Material shown section start

//! Snapshot persistence: the external projection of the story tree.
//!
//! The in-memory tree is the source of truth; the snapshot file is a
//! best-effort view recomputed after every mutation. Writes go to a side
//! file and land via `rename`, so a concurrent poller only ever sees a
//! complete document. Readers use the soft `read_state` path, which never
//! hard-fails on a missing or mid-write file.

use serde::{Deserialize, Serialize};
use serde_json::json;
use std::ffi::OsString;
use std::fs;
use std::path::{Path, PathBuf};
use std::time::{SystemTime, UNIX_EPOCH};
use thiserror::Error;

use crate::schema::story::{SceneSnapshot, StoryTree, TreeError};

#[derive(Debug, Error)]
pub enum SnapshotError {
    #[error("IO error: {0}")]
    Io(#[from] std::io::Error),
    #[error("tree error: {0}")]
    Tree(#[from] TreeError),
    #[error("JSON error: {0}")]
    Json(#[from] serde_json::Error),
}

/// Where the generator currently is in the tree.
#[derive(Debug, Clone, Copy, PartialEq, Eq, Serialize, Deserialize)]
pub struct Cursor {
    #[serde(rename = "currentId")]
    pub current_id: Option<u64>,
    #[serde(rename = "lastAddedId")]
    pub last_added_id: Option<u64>,
    /// Seconds since the Unix epoch, fixed by the caller so that equal
    /// input produces byte-identical snapshots.
    pub timestamp: u64,
}

impl Cursor {
    pub fn at(current_id: Option<u64>, last_added_id: Option<u64>, timestamp: u64) -> Self {
        Self {
            current_id,
            last_added_id,
            timestamp,
        }
    }

    /// Cursor stamped with the current wall clock.
    pub fn now(current_id: Option<u64>, last_added_id: Option<u64>) -> Self {
        let timestamp = SystemTime::now()
            .duration_since(UNIX_EPOCH)
            .map(|d| d.as_secs())
            .unwrap_or(0);
        Self::at(current_id, last_added_id, timestamp)
    }
}

/// The persisted document: whole tree plus cursor.
#[derive(Debug, Clone, PartialEq, Serialize, Deserialize)]
pub struct Snapshot {
    #[serde(rename = "storyTree")]
    pub story_tree: SceneSnapshot,
    pub metadata: Cursor,
}

impl Snapshot {
    /// Strict load for tooling; the serving path uses `read_state` instead.
    pub fn load(path: &Path) -> Result<Snapshot, SnapshotError> {
        let contents = fs::read_to_string(path)?;
        Ok(serde_json::from_str(&contents)?)
    }
}

/// Writes snapshots atomically to one canonical location.
#[derive(Debug, Clone)]
pub struct SnapshotPublisher {
    path: PathBuf,
    side_path: PathBuf,
}

impl SnapshotPublisher {
    pub fn new(path: impl Into<PathBuf>) -> Self {
        let path = path.into();
        let mut side: OsString = path.as_os_str().to_owned();
        side.push(".tmp");
        Self {
            side_path: PathBuf::from(side),
            path,
        }
    }

    pub fn path(&self) -> &Path {
        &self.path
    }

    /// Serialize the whole tree from its root and replace the canonical
    /// file. The write goes to a side file first; `rename` makes the swap
    /// atomic for concurrent readers.
    pub fn publish(&self, tree: &StoryTree, cursor: Cursor) -> Result<(), SnapshotError> {
        let root = tree.root().ok_or(TreeError::NoRoot)?;
        let snapshot = Snapshot {
            story_tree: tree.snapshot_node(root)?,
            metadata: cursor,
        };
        let bytes = serde_json::to_vec(&snapshot)?;
        fs::write(&self.side_path, bytes)?;
        fs::rename(&self.side_path, &self.path)?;
        Ok(())
    }
}

/// Consumer-facing read: the snapshot document verbatim, or a soft-error
/// body when the file is absent or unreadable. Pollers treat both as a
/// normal response and simply try again later.
pub fn read_state(path: &Path) -> serde_json::Value {
    let contents = match fs::read_to_string(path) {
        Ok(contents) => contents,
        Err(_) => {
            return json!({
                "error": "Story state not found. The generator has not published yet."
            })
        }
    };
    match serde_json::from_str(&contents) {
        Ok(value) => value,
        Err(_) => json!({
            "error": "Story state file is corrupted or being written."
        }),
    }
}

#[cfg(test)]
mod tests {
    use super::*;
    use crate::schema::story::ChoiceSpec;

    fn spec(text: &str) -> ChoiceSpec {
        ChoiceSpec {
            text: text.to_string(),
        }
    }

    fn small_tree() -> StoryTree {
        let mut tree = StoryTree::new();
        let root = tree
            .build_scene("start", None, &[spec("go"), spec("stay")])
            .unwrap();
        let go = tree.scene(root).unwrap().child_choices[0];
        tree.build_scene("end", Some(go), &[spec("done")]).unwrap();
        tree
    }

    #[test]
    fn publish_writes_expected_document() {
        let dir = tempfile::tempdir().unwrap();
        let path = dir.path().join("story_state.json");
        let publisher = SnapshotPublisher::new(&path);

        let tree = small_tree();
        publisher
            .publish(&tree, Cursor::at(Some(1), Some(3), 1_700_000_000))
            .unwrap();

        let snapshot = Snapshot::load(&path).unwrap();
        assert_eq!(snapshot.story_tree.text, "start");
        assert_eq!(snapshot.story_tree.child_choices.len(), 2);
        assert_eq!(snapshot.metadata.current_id, Some(1));
        assert_eq!(snapshot.metadata.last_added_id, Some(3));
        assert_eq!(snapshot.metadata.timestamp, 1_700_000_000);

        let raw = fs::read_to_string(&path).unwrap();
        assert!(raw.contains("\"storyTree\""));
        assert!(raw.contains("\"currentId\":1"));
        assert!(raw.contains("\"lastAddedId\":3"));
    }

    #[test]
    fn publish_is_idempotent_byte_for_byte() {
        let dir = tempfile::tempdir().unwrap();
        let path = dir.path().join("story_state.json");
        let publisher = SnapshotPublisher::new(&path);
        let tree = small_tree();
        let cursor = Cursor::at(Some(0), None, 42);

        publisher.publish(&tree, cursor).unwrap();
        let first = fs::read(&path).unwrap();
        publisher.publish(&tree, cursor).unwrap();
        let second = fs::read(&path).unwrap();
        assert_eq!(first, second);
    }

    #[test]
    fn no_side_file_left_behind() {
        let dir = tempfile::tempdir().unwrap();
        let path = dir.path().join("story_state.json");
        let publisher = SnapshotPublisher::new(&path);

        publisher
            .publish(&small_tree(), Cursor::at(None, None, 0))
            .unwrap();
        assert!(path.exists());
        assert!(!dir.path().join("story_state.json.tmp").exists());
    }

    #[test]
    fn publish_on_empty_tree_fails() {
        let dir = tempfile::tempdir().unwrap();
        let publisher = SnapshotPublisher::new(dir.path().join("s.json"));
        let tree = StoryTree::new();
        assert!(matches!(
            publisher.publish(&tree, Cursor::at(None, None, 0)),
            Err(SnapshotError::Tree(TreeError::NoRoot))
        ));
    }

    #[test]
    fn read_state_soft_errors() {
        let dir = tempfile::tempdir().unwrap();
        let missing = dir.path().join("missing.json");
        let body = read_state(&missing);
        assert!(body["error"].as_str().unwrap().contains("not found"));

        let corrupt = dir.path().join("corrupt.json");
        fs::write(&corrupt, "{ half a docum").unwrap();
        let body = read_state(&corrupt);
        assert!(body["error"].as_str().unwrap().contains("corrupted"));
    }

    #[test]
    fn read_state_returns_snapshot_verbatim() {
        let dir = tempfile::tempdir().unwrap();
        let path = dir.path().join("story_state.json");
        let publisher = SnapshotPublisher::new(&path);
        publisher
            .publish(&small_tree(), Cursor::at(Some(0), None, 7))
            .unwrap();

        let body = read_state(&path);
        assert_eq!(body["metadata"]["timestamp"], 7);
        assert_eq!(body["storyTree"]["text"], "start");
    }
}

Material shown section end

§ **Problem**
Check each line of the records for "timestamp" and copy the ones that contain it.

§ **The completed task**
    pub timestamp: u64,
    pub fn at(current_id: Option<u64>, last_added_id: Option<u64>, timestamp: u64) -> Self {
            timestamp,
        let timestamp = SystemTime::now()
        Self::at(current_id, last_added_id, timestamp)
        assert_eq!(snapshot.metadata.timestamp, 1_700_000_000);
        assert_eq!(body["metadata"]["timestamp"], 7);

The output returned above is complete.